As I wrote almost a year ago, every church should have one or more good guys with guns protecting the flock. Every synagogue, temple and mosque. Anyplace people gather to worship should have a ballistic response ready for the worst case scenario. Does yours have one? It should to improve church safety.
The first step in creating a safer house of worship involves recognizing that evil does exist. And that sometimes worldly evil will invade sacred locations. Only fools expect bad people to honor society’s norms in and outside of churches. Burying one’s head in the sand doesn’t keep anyone safe. Just ask the do-gooder couple who hiked through ISIS-controlled territory.
Some folks think that creating a security team for their church simply involves finding volunteers to carry guns to church services. Not so. While that’s better than nothing, when well-meaning people only have a hammer, every problem can ten to look like a nail.
Want to get a church security team off the ground in your house or worship? First off, get off on the right foot. Call it a “safety team.” Good word choice will help keep your flock from becoming alarmed. Most folks don’t want to think about the need for armed security in their church, but everyone can rally behind “safety.”
Once you have a team willing to do more than carry a gun, spend some money on good communications. Get radios. Issue them to ushers, greeters and security folks. Greeters and ushers can discretely report potential problems. In fact, your greeters stand as the congregation’s eyes and ears, evaluating everyone at the entry points as they welcome them at services. They will often identify potential problems first – including both security- and health-related issues.
Conversely, if security detects a problem and can communicate instantly, ushers and greeters can immediately help direct the flock away from that threat.
Surveillance cameras help too. Church congregations face a greater risk of criminal violence (robbery) in the parking lots than they do when sitting in the pews. Watching cameras can detect suspicious behavior from non-church members. In larger churches, roving patrols in cars or golf carts can go a long way to deter criminal activity.
Just like schools, churches should lock their doors shortly after services begin. A greeter can welcome latecomers at a locked door. However, why make it easy for a lunatic to invade the sanctuary at an unmanned, unlocked door when everyone’s attention is directed at the preacher?
Included in the safety plan: good first aid skills. Frankly, knowing some basic first aid and how to use an AED or perform CPR will likely save far more lives than that gun on the hip.
Frankly, safety team members should have good skills at de-escalating potential violence, too. Knowing the basics of talking people down while taking steps to lessen one’s personal risk help. And if the verbal judo fails, knowing some hands-on tactics can help quickly restrain troublemakers for police without the need for a full-on brawl.

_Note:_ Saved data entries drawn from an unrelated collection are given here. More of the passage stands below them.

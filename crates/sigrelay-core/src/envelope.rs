//! Wire envelopes. Every frame is a JSON object with a string `type` field.

use serde::Serialize;
use serde_json::Value;

use crate::errors::RelayError;
use crate::ids::ConnectionId;
use crate::role::Role;

/// Type tag of the registration message.
pub const MODE_TYPE: &str = "mode";

/// What the relay needs to know about an inbound frame.
///
/// Routable payloads are only classified, never decoded further; the raw
/// text is what gets forwarded.
#[derive(Clone, Debug, PartialEq, Eq)]
pub enum Inbound {
    /// `{"type":"mode","value":"host"|"client"}`
    Register(Role),
    /// Any other `type` (`offer`, `answer`, `iceCandidate`, ...).
    Payload { kind: String },
}

impl Inbound {
    /// Classify a raw text frame.
    ///
    /// Fails with [`RelayError::InvalidMessage`] for anything that is not a
    /// JSON object with a string `type`, and with [`RelayError::InvalidRole`]
    /// for a `mode` message whose `value` is not a known role.
    pub fn parse(raw: &str) -> Result<Self, RelayError> {
        let value: Value = serde_json::from_str(raw).map_err(|_| RelayError::InvalidMessage)?;
        let object = value.as_object().ok_or(RelayError::InvalidMessage)?;
        let kind = object
            .get("type")
            .and_then(Value::as_str)
            .ok_or(RelayError::InvalidMessage)?;

        if kind != MODE_TYPE {
            return Ok(Self::Payload {
                kind: kind.to_owned(),
            });
        }

        match object.get("value") {
            Some(Value::String(role)) => role.parse().map(Self::Register),
            Some(other) => Err(RelayError::InvalidRole(other.to_string())),
            None => Err(RelayError::InvalidRole(String::new())),
        }
    }
}

/// Messages the relay itself originates.
#[derive(Clone, Debug, PartialEq, Eq, Serialize)]
#[serde(tag = "type", rename_all = "kebab-case")]
pub enum Outbound {
    System {
        message: String,
    },
    Error {
        message: String,
    },
    ClientUpdate {
        count: usize,
    },
    RequestOffer {
        #[serde(rename = "clientId")]
        client_id: ConnectionId,
    },
}

impl Outbound {
    pub fn system(message: impl Into<String>) -> Self {
        Self::System {
            message: message.into(),
        }
    }

    pub fn error(message: impl Into<String>) -> Self {
        Self::Error {
            message: message.into(),
        }
    }

    pub fn registered(role: Role) -> Self {
        Self::system(format!("Registered as {role}"))
    }

    /// Wire `type` tag, for logging.
    pub fn kind(&self) -> &'static str {
        match self {
            Self::System { .. } => "system",
            Self::Error { .. } => "error",
            Self::ClientUpdate { .. } => "client-update",
            Self::RequestOffer { .. } => "request-offer",
        }
    }

    pub fn to_json(&self) -> serde_json::Result<String> {
        serde_json::to_string(self)
    }
}

#[cfg(test)]
mod tests {
    use super::*;
    use serde_json::json;

    fn to_value(msg: &Outbound) -> Value {
        serde_json::from_str(&msg.to_json().unwrap()).unwrap()
    }

    #[test]
    fn parses_host_registration() {
        let msg = Inbound::parse(r#"{"type":"mode","value":"host"}"#).unwrap();
        assert_eq!(msg, Inbound::Register(Role::Host));
    }

    #[test]
    fn parses_client_registration() {
        let msg = Inbound::parse(r#"{"type":"mode","value":"client"}"#).unwrap();
        assert_eq!(msg, Inbound::Register(Role::Client));
    }

    #[test]
    fn unknown_role_is_rejected() {
        let err = Inbound::parse(r#"{"type":"mode","value":"spectator"}"#).unwrap_err();
        assert_eq!(err, RelayError::InvalidRole("spectator".into()));
    }

    #[test]
    fn non_string_role_is_rejected() {
        let err = Inbound::parse(r#"{"type":"mode","value":3}"#).unwrap_err();
        assert_eq!(err, RelayError::InvalidRole("3".into()));
    }

    #[test]
    fn missing_role_value_is_rejected() {
        let err = Inbound::parse(r#"{"type":"mode"}"#).unwrap_err();
        assert!(matches!(err, RelayError::InvalidRole(_)));
    }

    #[test]
    fn signaling_types_are_payloads() {
        for kind in ["offer", "answer", "iceCandidate", "custom-thing"] {
            let raw = json!({"type": kind, "sdp": "v=0"}).to_string();
            let msg = Inbound::parse(&raw).unwrap();
            assert_eq!(msg, Inbound::Payload { kind: kind.into() });
        }
    }

    #[test]
    fn not_json_is_invalid() {
        assert_eq!(
            Inbound::parse("hello there").unwrap_err(),
            RelayError::InvalidMessage
        );
        assert_eq!(Inbound::parse("").unwrap_err(), RelayError::InvalidMessage);
    }

    #[test]
    fn non_object_json_is_invalid() {
        assert_eq!(
            Inbound::parse(r#"["offer"]"#).unwrap_err(),
            RelayError::InvalidMessage
        );
        assert_eq!(Inbound::parse("42").unwrap_err(), RelayError::InvalidMessage);
    }

    #[test]
    fn missing_or_non_string_type_is_invalid() {
        assert_eq!(
            Inbound::parse(r#"{"sdp":"x"}"#).unwrap_err(),
            RelayError::InvalidMessage
        );
        assert_eq!(
            Inbound::parse(r#"{"type":7}"#).unwrap_err(),
            RelayError::InvalidMessage
        );
    }

    #[test]
    fn outbound_wire_shapes() {
        assert_eq!(
            to_value(&Outbound::system("hi")),
            json!({"type": "system", "message": "hi"})
        );
        assert_eq!(
            to_value(&Outbound::error("bad")),
            json!({"type": "error", "message": "bad"})
        );
        assert_eq!(
            to_value(&Outbound::ClientUpdate { count: 2 }),
            json!({"type": "client-update", "count": 2})
        );
        assert_eq!(
            to_value(&Outbound::RequestOffer {
                client_id: ConnectionId::new(5)
            }),
            json!({"type": "request-offer", "clientId": 5})
        );
    }

    #[test]
    fn registered_confirmation_text() {
        assert_eq!(
            Outbound::registered(Role::Client),
            Outbound::system("Registered as client")
        );
    }

    #[test]
    fn kind_matches_serialized_tag() {
        let msgs = [
            Outbound::system("a"),
            Outbound::error("b"),
            Outbound::ClientUpdate { count: 0 },
            Outbound::RequestOffer {
                client_id: ConnectionId::new(1),
            },
        ];
        for msg in msgs {
            assert_eq!(to_value(&msg)["type"], msg.kind());
        }
    }
}
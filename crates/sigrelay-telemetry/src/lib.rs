//! Logging setup for the relay binary.

use tracing::Level;
use tracing_subscriber::layer::SubscriberExt;
use tracing_subscriber::util::SubscriberInitExt;
use tracing_subscriber::{EnvFilter, Layer};

/// Configuration for the telemetry subsystem.
#[derive(Clone, Debug)]
pub struct TelemetryConfig {
    /// Default log level. Overridden by RUST_LOG env var.
    pub log_level: Level,
    /// Per-module level overrides (e.g. "sigrelay_server" => DEBUG).
    pub module_levels: Vec<(String, Level)>,
    /// Emit one JSON object per line instead of human-readable text.
    pub json: bool,
}

impl Default for TelemetryConfig {
    fn default() -> Self {
        Self {
            log_level: Level::INFO,
            module_levels: Vec::new(),
            json: false,
        }
    }
}

#[derive(Debug, thiserror::Error)]
pub enum TelemetryError {
    #[error("invalid log filter: {0}")]
    Filter(#[from] tracing_subscriber::filter::ParseError),
    #[error("global subscriber already installed: {0}")]
    AlreadyInitialized(#[from] tracing_subscriber::util::TryInitError),
}

/// Render the filter directive string for a config, e.g. `info,sigrelay_server=debug`.
pub fn filter_directives(config: &TelemetryConfig) -> String {
    let mut filter_str = config.log_level.to_string().to_lowercase();
    for (module, level) in &config.module_levels {
        filter_str.push_str(&format!(",{}={}", module, level.to_string().to_lowercase()));
    }
    filter_str
}

/// Initialize the global tracing subscriber. Call once at startup.
pub fn init_telemetry(config: &TelemetryConfig) -> Result<(), TelemetryError> {
    let env_filter = match EnvFilter::try_from_default_env() {
        Ok(filter) => filter,
        Err(_) => EnvFilter::try_new(filter_directives(config))?,
    };

    let fmt_layer = if config.json {
        tracing_subscriber::fmt::layer()
            .json()
            .with_target(true)
            .with_span_list(true)
            .with_filter(env_filter)
            .boxed()
    } else {
        tracing_subscriber::fmt::layer()
            .with_target(true)
            .with_filter(env_filter)
            .boxed()
    };

    tracing_subscriber::registry().with(fmt_layer).try_init()?;
    Ok(())
}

Ideally, off-duty local law enforcement members of the congregation will join the team.
Lastly, those select safety team members with guns should face a vetting process with church leaders. Yes, while anyone legally able
may should carry during a church service, safety team members represent the church to some degree. And the last thing any house of worship needs is an ill-trained, gun-toting “security team” member pulling a gun over a mildly-heated child custody dispute near the kids’ area during or after a service.
I still remember after the Sutherland Springs church shooting in Texas, people approached me asking about the legality of carrying without a license in church here in Illinois. God bless those Christians for volunteering.
On one hand, these well-meaning men and women expressed a willingness to protect their family and friends from bad people. On the other hand, they didn’t even know the law on carrying on private property in Illinois. Will they have a good handle on the nuances of deadly force law to keep themselves out of jail afterwards? I hope so, but I doubt it.
I would think some training on the legal use of deadly force is reasonable and prudent. Especially for those who wish to formalize their role providing security in their church.
While I’d prefer well-trained (and well-armed) gun owners in a time of trouble, I would eagerly welcome even any gun owner over a whole passel of hysterical Moms Demanding Action cowering under pews or desks. And you should too.
Stephen Willeford, pictured above, proved that in Sutherland Springs. Mr. Willeford didn’t have a background as a Navy SEAL or police officer. Instead, as John Q. Public, he courageously engaged a maniac and stopped the shooter’s attack at the nearby First Baptist Church. In fact, Willeford’s shots put down the murderous attacker, saving taxpayers the cost of incarcerating the killer.
If your church doesn’t have a safety team, take the initiative to start one. The life you save might be your own.